Roy Chowdhury belongs to the Senia Bangash gharana of sarod playing, and who has also been specially trained in the musical tradition of the Jaipur-Atrauli gharana.

Roy Chowdhury was born on 12 January 1956, in Deoghar in Jharkhand state. He was initiated into music by his father Shri Ranjit Roy Chowdhury, a teacher of chemistry by profession, but more importantly, a serious Sarod player who had trained under the late Ustad Hafiz Ali Khan and others. In 1978, Roy Chowdhury's talents were spotted by the Maestro Ustad Amjad Ali Khan accepting him as a disciple. A turning point came when Pandit Mallikarjun Mansur took an interest in young Roy Chowdhury's quest in 1982. Roy Chowdhury's tutelage with Pandit Mallikarjun Mansur was formalized in a gandha bandhan ceremony in 1985. The intensive guidance and training lasted till the demise of the guru in 1992. He is perhaps the only sarod player who plays the compositions from the Jaipur-Atrauli tradition.

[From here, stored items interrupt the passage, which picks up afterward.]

//! Headless model of the PYTHONPATH manager dialog.
//! PYTHONPATH 管理對話框的無介面模型。
//!
//! The list has three sections: project paths (read-only, always active),
//! user paths (editable and reorderable) and system paths (fixed order,
//! activation can be toggled). Accepting the model yields the ordered map
//! to hand to [`PathPrecedenceResolver::apply_update`].
//!
//! [`PathPrecedenceResolver::apply_update`]: crate::PathPrecedenceResolver::apply_update

use pathdock_settings::ConfigStore;
use thiserror::Error;
use tracing::warn;

use crate::export::export_pythonpath;
use crate::filter::is_site_packages;
use crate::map::{PathEntry, PrecedenceMap};
use crate::probe::FsProbe;
use crate::resolver::{keys, PathPrecedenceResolver, CONF_SECTION};

/// 對話框中的區段。 / Section of the dialog a path is listed in.
#[derive(Debug, Clone, Copy, PartialEq, Eq)]
pub enum Section {
    Project,
    User,
    System,
}

/// 使用者路徑的移動方向。 / Where to move a user path.
#[derive(Debug, Clone, Copy, PartialEq, Eq)]
pub enum Move {
    Top,
    Up,
    Down,
    Bottom,
}

/// 新增路徑的結果。 / Result of [`PathManagerModel::add_path`].
#[derive(Debug, Clone, Copy, PartialEq, Eq)]
pub enum AddOutcome {
    Added,
    /// The path was already listed; it has been re-activated.
    AlreadyPresent,
    /// Interpreter package directories cannot be added.
    Rejected,
}

#[derive(Debug, Error, PartialEq, Eq)]
pub enum PathManagerError {
    #[error("path '{0}' is not listed")]
    NotListed(String),
    #[error("path '{0}' belongs to the {1:?} section and cannot be changed")]
    ReadOnly(String, Section),
}

/// 建立模型所需的資料。 / Inputs used to populate the model.
#[derive(Debug, Clone, Copy)]
pub struct PathManagerInputs<'a> {
    pub project_paths: &'a [String],
    /// Resolver paths: user paths followed by system paths.
    pub paths: &'a [String],
    pub not_active: &'a [String],
    pub system_path: &'a [String],
    pub previous_system_path: &'a [String],
}

/// PYTHONPATH 管理對話框的狀態。 / Editable state of the path-manager dialog.
#[derive(Debug, Clone)]
pub struct PathManagerModel {
    project_paths: Vec<String>,
    user: Vec<PathEntry>,
    system: Vec<PathEntry>,
    original: PrecedenceMap,
}

impl PathManagerModel {
    pub fn new(inputs: PathManagerInputs<'_>) -> Self {
        let is_active = |path: &String| !inputs.not_active.contains(path);
        let user = inputs
            .paths
            .iter()
            .filter(|path| {
                !inputs.system_path.contains(path) && !inputs.previous_system_path.contains(path)
            })
            .map(|path| PathEntry::new(path.as_str(), is_active(path)))
            .collect();
        let system = inputs
            .system_path
            .iter()
            .filter(|path| !is_site_packages(path))
            .map(|path| PathEntry::new(path.as_str(), is_active(path)))
            .collect();

        let mut model = Self {
            project_paths: inputs.project_paths.to_vec(),
            user,
            system,
            original: PrecedenceMap::new(),
        };
        model.original = model.path_dict(false);
        model
    }

    /// Populates the model from a resolver and the current system path.
    pub fn for_resolver<C, P>(resolver: &PathPrecedenceResolver<C, P>, system_path: &[String]) -> Self
    where
        C: ConfigStore,
        P: FsProbe,
    {
        let previous = resolver.config().get_list(CONF_SECTION, keys::SYSTEM_PATH);
        Self::new(PathManagerInputs {
            project_paths: resolver.project_paths(),
            paths: resolver.user_paths(),
            not_active: resolver.not_active_paths(),
            system_path,
            previous_system_path: &previous,
        })
    }

    pub fn project_paths(&self) -> &[String] {
        &self.project_paths
    }

    pub fn user_entries(&self) -> &[PathEntry] {
        &self.user
    }

    pub fn system_entries(&self) -> &[PathEntry] {
        &self.system
    }

    /// Section a path is listed in; project paths win over the other sections.
    pub fn section_of(&self, path: &str) -> Option<Section> {
        if self.project_paths.iter().any(|project| project == path) {
            Some(Section::Project)
        } else if self.user.iter().any(|entry| entry.path == path) {
            Some(Section::User)
        } else if self.system.iter().any(|entry| entry.path == path) {
            Some(Section::System)
        } else {
            None
        }
    }

    /// Adds `dir` at the top of the user paths.
    ///
    /// A path that is already listed is re-activated instead, and moved to
    /// the top of the user paths when `move_to_top` is set.
    pub fn add_path(&mut self, dir: &str, move_to_top: bool) -> AddOutcome {
        if let Some(position) = self.user.iter().position(|entry| entry.path == dir) {
            let mut entry = self.user.remove(position);
            entry.active = true;
            let target = if move_to_top { 0 } else { position };
            self.user.insert(target, entry);
            return AddOutcome::AlreadyPresent;
        }
        if let Some(position) = self.system.iter().position(|entry| entry.path == dir) {
            if move_to_top {
                self.system.remove(position);
                self.user.insert(0, PathEntry::new(dir, true));
            } else {
                self.system[position].active = true;
            }
            return AddOutcome::AlreadyPresent;
        }
        if is_site_packages(dir) {
            warn!(path = dir, "refusing to add interpreter package directory");
            return AddOutcome::Rejected;
        }
        self.user.insert(0, PathEntry::new(dir, true));
        AddOutcome::Added
    }

    /// 移除使用者路徑。 / Removes a user path.
    pub fn remove_path(&mut self, dir: &str) -> Result<(), PathManagerError> {
        let position = self.user_position(dir)?;
        self.user.remove(position);
        Ok(())
    }

    /// Moves a user path inside the user section; moves past either end are clamped.
    pub fn move_path(&mut self, dir: &str, direction: Move) -> Result<(), PathManagerError> {
        let position = self.user_position(dir)?;
        let last = self.user.len() - 1;
        let target = match direction {
            Move::Top => 0,
            Move::Up => position.saturating_sub(1),
            Move::Down => (position + 1).min(last),
            Move::Bottom => last,
        };
        let entry = self.user.remove(position);
        self.user.insert(target, entry);
        Ok(())
    }

    /// 切換路徑的啟用狀態。 / Switches a user or system path on or off.
    pub fn set_active(&mut self, dir: &str, active: bool) -> Result<(), PathManagerError> {
        match self.section_of(dir) {
            Some(Section::Project) => Err(PathManagerError::ReadOnly(dir.to_string(), Section::Project)),
            Some(_) => {
                for entry in self.user.iter_mut().chain(self.system.iter_mut()) {
                    if entry.path == dir {
                        entry.active = active;
                    }
                }
                Ok(())
            }
            None => Err(PathManagerError::NotListed(dir.to_string())),
        }
    }

    /// Ordered map of the listed paths.
    ///
    /// Project paths are left out unless `include_read_only` is set, in
    /// which case they come first.
    pub fn path_dict(&self, include_read_only: bool) -> PrecedenceMap {
        let mut map = PrecedenceMap::new();
        if include_read_only {
            for path in &self.project_paths {
                map.insert(path.as_str(), true);
            }
        }
        for entry in self.user.iter().chain(self.system.iter()) {
            if !include_read_only && self.project_paths.contains(&entry.path) {
                continue;
            }
            map.insert(entry.path.as_str(), entry.active);
        }
        map
    }

    /// 是否有未套用的變更。 / Whether the map differs from the one the model started with.
    pub fn is_modified(&self) -> bool {
        self.path_dict(false) != self.original
    }

    /// Map to apply, or `None` when nothing changed since the model was built.
    pub fn accept(&self) -> Option<PrecedenceMap> {
        self.is_modified().then(|| self.path_dict(false))
    }

    /// `PYTHONPATH` entries to export, including the read-only paths.
    pub fn export(&self, existing: &[String], clear: bool) -> Vec<String> {
        let active = self.path_dict(true).active_paths();
        export_pythonpath(&active, existing, clear)
    }

    fn user_position(&self, dir: &str) -> Result<usize, PathManagerError> {
        if let Some(position) = self.user.iter().position(|entry| entry.path == dir) {
            return Ok(position);
        }
        match self.section_of(dir) {
            Some(section) => Err(PathManagerError::ReadOnly(dir.to_string(), section)),
            None => Err(PathManagerError::NotListed(dir.to_string())),
        }
    }
}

Over the years Roy Chowdhury has performed in various locations all over India and has participated regularly in prestigious concerts. These include the Tansen Festival in Gwalior, the Shankar Lal Music Festival, New Delhi, the Harvallabh Sangeet Samaroha in Jalandhar, the Vishnu Digambar Jayanti in Delhi, the Sankat Mochan Music Festival in Varanasi, the Dhwani-BKF Pandit Mallikarjun Mansur Music Festival in Bangalore, among others. He recorded the album "The Sarod Master" (1991) for Hot Club Records, produced by guitar player Jon Larsen. Biswajit Roy Chowdhury is an acclaimed artist of the All India Radio and Doordarshan and has featured in the national music concert and the annual Radio Sangeet Sammelan of these organisations.
Roy Chowdhury teaches Sarod at Shriram Bhartiya Kala Kendra, New Delhi.